Which personality type is the rarest?
Is considered the rarest among the 16 personality types INFJ - this combination can only be found in one to two percent of the population. Here we are dealing with introverted people who think analytically, but make decisions based on feelings and values - and ultimately act in a structured and planned manner. Great altruists like Mahatma Gandhi can be cited as examples; Writers are also common INFJs.
However, there is a small difference between the sexes when it comes to the rarest Myers-Briggs type: In women, is ENTJ even rarer than INFJ: The description "extroverted, analytically thinking, fact-based, decisive and structured" - the cliché of the career woman - only applies to around every hundredth woman in MBTI tests.
What is the most common personality type?
The most common Myers-Briggs type is ISFJ - the introverted, trusting common sense, emotionally-based, decisive friends of fixed structures make up almost 14 percent of the population. And that's a good thing: ISFJs are the proverbial salt of the earth. Without this type, no stable society can exist. ISFJs are the hard-working, reliable employees of the ENTJs - and the audience that decides the success or failure of the blockbuster contenders literally or figuratively based on INFJ scripts.
Are there alternatives to MBTI and its 16 personality types?

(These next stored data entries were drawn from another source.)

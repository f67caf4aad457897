//! Configuration error types.

use std::path::PathBuf;
use thiserror::Error;

/// Errors that can occur during configuration loading and validation.
#[derive(Debug, Error)]
pub enum ConfigError {
    /// A numeric variable could not be parsed.
    #[error("failed to parse {name}='{value}': {reason}")]
    ParseError {
        name: &'static str,
        value: String,
        reason: String,
    },

    /// A boolean variable was not one of the accepted spellings.
    #[error("invalid boolean for {name}: '{value}' (expected true/false/1/0/yes/no)")]
    InvalidBool { name: &'static str, value: String },

    /// Encoding name not recognised.
    #[error("unknown text encoding '{name}' (expected utf-8, latin-1 or cp1252)")]
    UnknownEncoding { name: String },

    /// The encoding fallback list is empty.
    #[error("text encoding list cannot be empty")]
    EmptyEncodings,

    /// The document size limit is zero.
    #[error("max_document_bytes must be greater than 0")]
    ZeroMaxDocumentBytes,

    /// Thresholds are not finite or out of order.
    #[error("invalid thresholds: {reason}")]
    InvalidThresholds { reason: String },

    /// Specified path does not exist on the filesystem.
    #[error("path does not exist: {path}")]
    PathNotFound { path: PathBuf },

    /// Path exists but is not a directory (when a directory was expected).
    #[error("path is not a directory: {path}")]
    NotADirectory { path: PathBuf },
}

Oh yes there are some! The 16 personality types represent a fascinating variety of characters that are wonderful to philosophize about, and many people feel that their Myers-Briggs type describes them precisely. However, the result of the MBTI test can also depend on how well you are on the day ... and the classification of a personality without a test is to a large extent a matter of interpretation and opinion. Whether, for example, Mother Theresa is an INFJ or ISFJ, Steve Jobs an ISTP or ENTJ, leads to lively debates among Myers-Briggs fans again and again.
We are often asked about the differences between DISC and MBTI. If you are still unsure of the benefits of each test, this brief overview will help you better understand the models:
Personality test models in comparison
To put it bluntly, a somewhat disarmed alternative to the MBTI is the Enneagram with nine personality types. It is interesting here that the types can appear in "immature", normal and "mature" form - the Enneagram thus provides for the possibility of personal maturation towards a type-related ideal.

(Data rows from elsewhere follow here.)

use thiserror::Error;

use crate::document::DocumentKind;
use crate::error::ErrorKind;

#[derive(Debug, Error)]
pub enum ExtractionError {
    #[error("document is empty")]
    EmptyDocument,

    #[error("document is {size} bytes, exceeding the {limit} byte limit")]
    OversizedDocument { size: u64, limit: u64 },

    #[error("no readable text found in document")]
    NoReadableText,

    #[error("text extraction failed: {reason}")]
    ExtractionFailed { reason: String },

    #[error("unsupported file type '.{extension}' for {document}")]
    UnsupportedFileType {
        document: DocumentKind,
        extension: String,
    },
}

impl ExtractionError {
    pub fn kind(&self) -> ErrorKind {
        match self {
            ExtractionError::EmptyDocument => ErrorKind::EmptyDocument,
            ExtractionError::OversizedDocument { .. } => ErrorKind::OversizedDocument,
            ExtractionError::NoReadableText => ErrorKind::NoReadableText,
            ExtractionError::ExtractionFailed { .. }
            | ExtractionError::UnsupportedFileType { .. } => ErrorKind::ExtractionFailed,
        }
    }
}

impl From<lopdf::Error> for ExtractionError {
    fn from(err: lopdf::Error) -> Self {
        ExtractionError::ExtractionFailed {
            reason: format!("failed to parse PDF: {}", err),
        }
    }
}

A very common personality model is the Big Five model. The Big Five - the five main dimensions of personality - apply here to openness, conscientiousness, extraversion, tolerance and neuroticism. With neuroticism, the Big Five also take into account a potentially unhealthy personality dimension - a striking difference to both the MBTI and the Enneagram.

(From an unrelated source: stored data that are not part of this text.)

//! Router behaviour when the store is slow or unreachable

use std::sync::Arc;
use std::time::Duration;

use async_trait::async_trait;
use axum::body::{to_bytes, Body};
use axum::http::{Request, StatusCode};
use axum::Router;
use serde_json::Value;
use tower::ServiceExt;

use portal_server::db::{DbError, MemoryStore, RecordStore};
use portal_server::models::{
    Course, Enrollment, NewCourse, NewEnrollment, NewStudent, Pagination, Student,
};
use portal_server::{build_router, AppState, ServerConfig};

/// Delegates to a `MemoryStore`, except listing students stalls for
/// `list_delay` and `ping` fails when `reachable` is false.
struct FaultyStore {
    inner: MemoryStore,
    list_delay: Duration,
    reachable: bool,
}

impl FaultyStore {
    fn slow(list_delay: Duration) -> Self {
        Self {
            inner: MemoryStore::new(),
            list_delay,
            reachable: true,
        }
    }

    fn unreachable() -> Self {
        Self {
            inner: MemoryStore::new(),
            list_delay: Duration::ZERO,
            reachable: false,
        }
    }
}

#[async_trait]
impl RecordStore for FaultyStore {
    async fn ping(&self) -> Result<(), DbError> {
        if self.reachable {
            Ok(())
        } else {
            Err(DbError::Sqlx(sqlx::Error::PoolTimedOut))
        }
    }

    async fn insert_student(&self, student: &NewStudent) -> Result<Student, DbError> {
        self.inner.insert_student(student).await
    }

    async fn list_students(&self, page: Pagination) -> Result<Vec<Student>, DbError> {
        tokio::time::sleep(self.list_delay).await;
        self.inner.list_students(page).await
    }

    async fn fetch_student(&self, student_id: i64) -> Result<Option<Student>, DbError> {
        self.inner.fetch_student(student_id).await
    }

    async fn update_student(
        &self,
        student_id: i64,
        student: &NewStudent,
    ) -> Result<Option<Student>, DbError> {
        self.inner.update_student(student_id, student).await
    }

    async fn delete_student(&self, student_id: i64) -> Result<u64, DbError> {
        self.inner.delete_student(student_id).await
    }

    async fn student_exists(&self, student_id: i64) -> Result<bool, DbError> {
        self.inner.student_exists(student_id).await
    }

    async fn insert_course(&self, course: &NewCourse) -> Result<Course, DbError> {
        self.inner.insert_course(course).await
    }

    async fn list_courses(&self, page: Pagination) -> Result<Vec<Course>, DbError> {
        self.inner.list_courses(page).await
    }

    async fn course_exists(&self, course_id: i64) -> Result<bool, DbError> {
        self.inner.course_exists(course_id).await
    }

    async fn insert_enrollment(
        &self,
        enrollment: &NewEnrollment,
    ) -> Result<Enrollment, DbError> {
        self.inner.insert_enrollment(enrollment).await
    }

    async fn list_enrollments(&self, page: Pagination) -> Result<Vec<Enrollment>, DbError> {
        self.inner.list_enrollments(page).await
    }

    async fn courses_for_student(&self, student_id: i64) -> Result<Vec<Course>, DbError> {
        self.inner.courses_for_student(student_id).await
    }

    async fn students_for_course(&self, course_id: i64) -> Result<Vec<Student>, DbError> {
        self.inner.students_for_course(course_id).await
    }
}

fn app_with(store: FaultyStore, config: &ServerConfig) -> Router {
    build_router(AppState::new(Arc::new(store)), config)
}

async fn get(app: Router, uri: &str) -> (StatusCode, Vec<u8>) {
    let request = Request::builder().uri(uri).body(Body::empty()).unwrap();
    let response = app.oneshot(request).await.unwrap();
    let status = response.status();
    let bytes = to_bytes(response.into_body(), usize::MAX).await.unwrap();
    (status, bytes.to_vec())
}

#[tokio::test(start_paused = true)]
async fn slow_store_times_out_with_408() {
    let config = ServerConfig {
        request_timeout: Duration::from_secs(5),
        ..ServerConfig::default()
    };
    let app = app_with(FaultyStore::slow(Duration::from_secs(60)), &config);

    let (status, _) = get(app, "/students/").await;
    assert_eq!(status, StatusCode::REQUEST_TIMEOUT);
}

#[tokio::test(start_paused = true)]
async fn store_within_timeout_answers() {
    let config = ServerConfig {
        request_timeout: Duration::from_secs(5),
        ..ServerConfig::default()
    };
    let app = app_with(FaultyStore::slow(Duration::from_secs(1)), &config);

    let (status, body) = get(app, "/students/").await;
    assert_eq!(status, StatusCode::OK);
    assert_eq!(serde_json::from_slice::<Value>(&body).unwrap(), Value::Array(vec![]));
}

#[tokio::test]
async fn unreachable_store_is_not_ready() {
    let app = app_with(FaultyStore::unreachable(), &ServerConfig::default());

    let (status, body) = get(app.clone(), "/health/ready").await;
    assert_eq!(status, StatusCode::SERVICE_UNAVAILABLE);
    let body: Value = serde_json::from_slice(&body).unwrap();
    assert_eq!(body["status"], "unavailable");

    // Liveness does not touch the store
    let (status, _) = get(app, "/health").await;
    assert_eq!(status, StatusCode::OK);
}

Clear answers with the DISG
The DISG takes a very practical approach to the question of personality. This test is almost exclusively about how you behave - and nothing else determines success and failure in the world. The four personality aspects determined by the DISG are dominance, initiative, consistency and conscientiousness. Dominance and initiative - two extremely important characteristics in life as in work - are not taken into account by any other personality test.
The picture that your DISC test provides is understandable at first glance. It also shows whether, for example, the potential for more conscientiousness or initiative lies dormant in you. The DISC test is therefore a fruitful introduction for everyone who wants to set out on the path of personal change.
Curious? You can find more information about the DISG here. Or do you want to find out more about yourself right away? Our free personality test reveals your personality type, your weaknesses - and your untapped potential!